The court has defined those measures as ‘all trading rules’ enacted by Member States which are capable of hindering, directly or indirectly, actually or potentially, intra Union trade. This means that the prohibition applies not only when trade is actually prevented, but already when it is simply made unnecessarily difficult. Secondly, it means that the hindrance does not have to be actual. It suffices that it can be shown that the possibility exists that interstate trade may be hampered. In other words, one does not have to wait till the measure has produced its ill effects. It is not necessary, either, that those trading rules have an appreciable effect on intra-Union trade. Thirdly, the word ‘indirect’ means that there is an infringement of the principle of the free movement of goods even when the hindrance is only indirectly attributable to the contested measure. This is the case when a measure applies to both national and imported products but, in practice, produces protective effects by favouring typical national products and, by the same token, operates to the detriment of certain types of products from other Member States.

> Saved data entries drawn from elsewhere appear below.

//! Transfer detail rows.
//!
//! One row per transfer transaction. A transfer moves the base amount
//! between two distinct assets and never touches categories.

use sea_orm::{ActiveValue, entity::prelude::*};
use uuid::Uuid;

use crate::{EngineError, ResultEngine, transactions::TransactionDetail};

#[derive(Clone, Debug, PartialEq, DeriveEntityModel)]
#[sea_orm(table_name = "transfer_details")]
pub struct Model {
    #[sea_orm(primary_key, auto_increment = false)]
    pub id: String,
    #[sea_orm(unique)]
    pub transaction_id: String,
    pub from_asset_id: String,
    pub to_asset_id: String,
}

#[derive(Copy, Clone, Debug, EnumIter, DeriveRelation)]
pub enum Relation {
    #[sea_orm(
        belongs_to = "super::transactions::Entity",
        from = "Column::TransactionId",
        to = "super::transactions::Column::Id",
        on_delete = "Cascade"
    )]
    Transactions,
}

impl Related<super::transactions::Entity> for Entity {
    fn to() -> RelationDef {
        Relation::Transactions.def()
    }
}

impl ActiveModelBehavior for ActiveModel {}

pub(crate) fn active_model(
    transaction_id: Uuid,
    from_asset_id: Uuid,
    to_asset_id: Uuid,
) -> ActiveModel {
    ActiveModel {
        id: ActiveValue::Set(Uuid::new_v4().to_string()),
        transaction_id: ActiveValue::Set(transaction_id.to_string()),
        from_asset_id: ActiveValue::Set(from_asset_id.to_string()),
        to_asset_id: ActiveValue::Set(to_asset_id.to_string()),
    }
}

impl TryFrom<Model> for TransactionDetail {
    type Error = EngineError;

    fn try_from(model: Model) -> ResultEngine<Self> {
        Ok(Self::Transfer {
            from_asset_id: Uuid::parse_str(&model.from_asset_id)
                .map_err(|_| EngineError::KeyNotFound("asset not exists".to_string()))?,
            to_asset_id: Uuid::parse_str(&model.to_asset_id)
                .map_err(|_| EngineError::KeyNotFound("asset not exists".to_string()))?,
        })
    }
}
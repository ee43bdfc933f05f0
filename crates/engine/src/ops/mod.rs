use sea_orm::DatabaseConnection;

use crate::ResultEngine;

mod analytics;
mod assets;
mod balances;
mod budgets;
mod categories;
mod goals;
mod ledgers;
mod transactions;

pub use analytics::{
    CategoriesBreakdown, ChartPoint, ChartRange, DayActivity, IncomeExpensesSummary,
    KindBreakdown, LocationSpending, TransactionYearMonths, TypeCount, TypesCount,
};
pub use assets::AssetSummary;
pub use balances::AssetCheckpoints;
pub use budgets::BudgetReport;
pub use goals::GoalDraft;
pub use transactions::{IncomeExpenseDraft, TransactionDraft, TransferDraft};

/// Run a block inside a DB transaction, committing on success and rolling back on error.
macro_rules! with_tx {
    ($self:expr, |$tx:ident| $body:expr) => {{
        let $tx = $self.database.begin().await?;
        let result = $body;
        match result {
            Ok(value) => {
                $tx.commit().await?;
                Ok(value)
            }
            Err(err) => Err(err),
        }
    }};
}

pub(crate) use with_tx;

#[derive(Debug)]
pub struct Engine {
    database: DatabaseConnection,
}

impl Engine {
    /// Return a builder for `Engine`. Help to build the struct.
    pub fn builder() -> EngineBuilder {
        EngineBuilder::default()
    }
}

/// The builder for `Engine`
#[derive(Default)]
pub struct EngineBuilder {
    database: DatabaseConnection,
}

impl EngineBuilder {
    /// Pass the required database
    pub fn database(mut self, db: DatabaseConnection) -> EngineBuilder {
        self.database = db;
        self
    }

    /// Construct `Engine`
    pub async fn build(self) -> ResultEngine<Engine> {
        Ok(Engine {
            database: self.database,
        })
    }
}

It is interesting to ascertain that the above-mentioned Court formula defining ‘measures with equivalent effect’ has also been used in various judgments applying the union competition rules. This similarity should not surprise, since the competition rules and the provisions concerning the Customs Union have an identical objective: the free movement of goods.

Prohibition of discriminating or protective taxation

No Member State may impose, directly or indirectly, on the products of other Member States any internal taxation of any kind in excess of that imposed directly or indirectly on similar domestic products, nor any external taxation of such a nature as to afford indirect protection to other products. The above-mentioned prohibition supplements, within the system of the Treaty, the provisions on the abolition of customs duties and charges having equivalent effect. Their aim is to ensure free movement of goods between the Member States under normal conditions of competition by the elimination of all forms of protection which results from the application of internal taxation which discriminates against products from other Member States. What distinguishes a protective internal taxation from a charge having an effect equivalent to a customs duty is that the first is imposed on both imported and domestic products, whilst the second is imposed exclusively on the imported product.

The Court has defined as ‘similar’ products, those which have similar characteristics and meet the same needs from the point of view of the consumer. As for protective taxation, it affects products which, without being similar, are nevertheless in competition, even partial, indirect or potential, with national products. Although the Treaty refers explicitly only to imports, the prohibition extends, according to the Court, also to exports.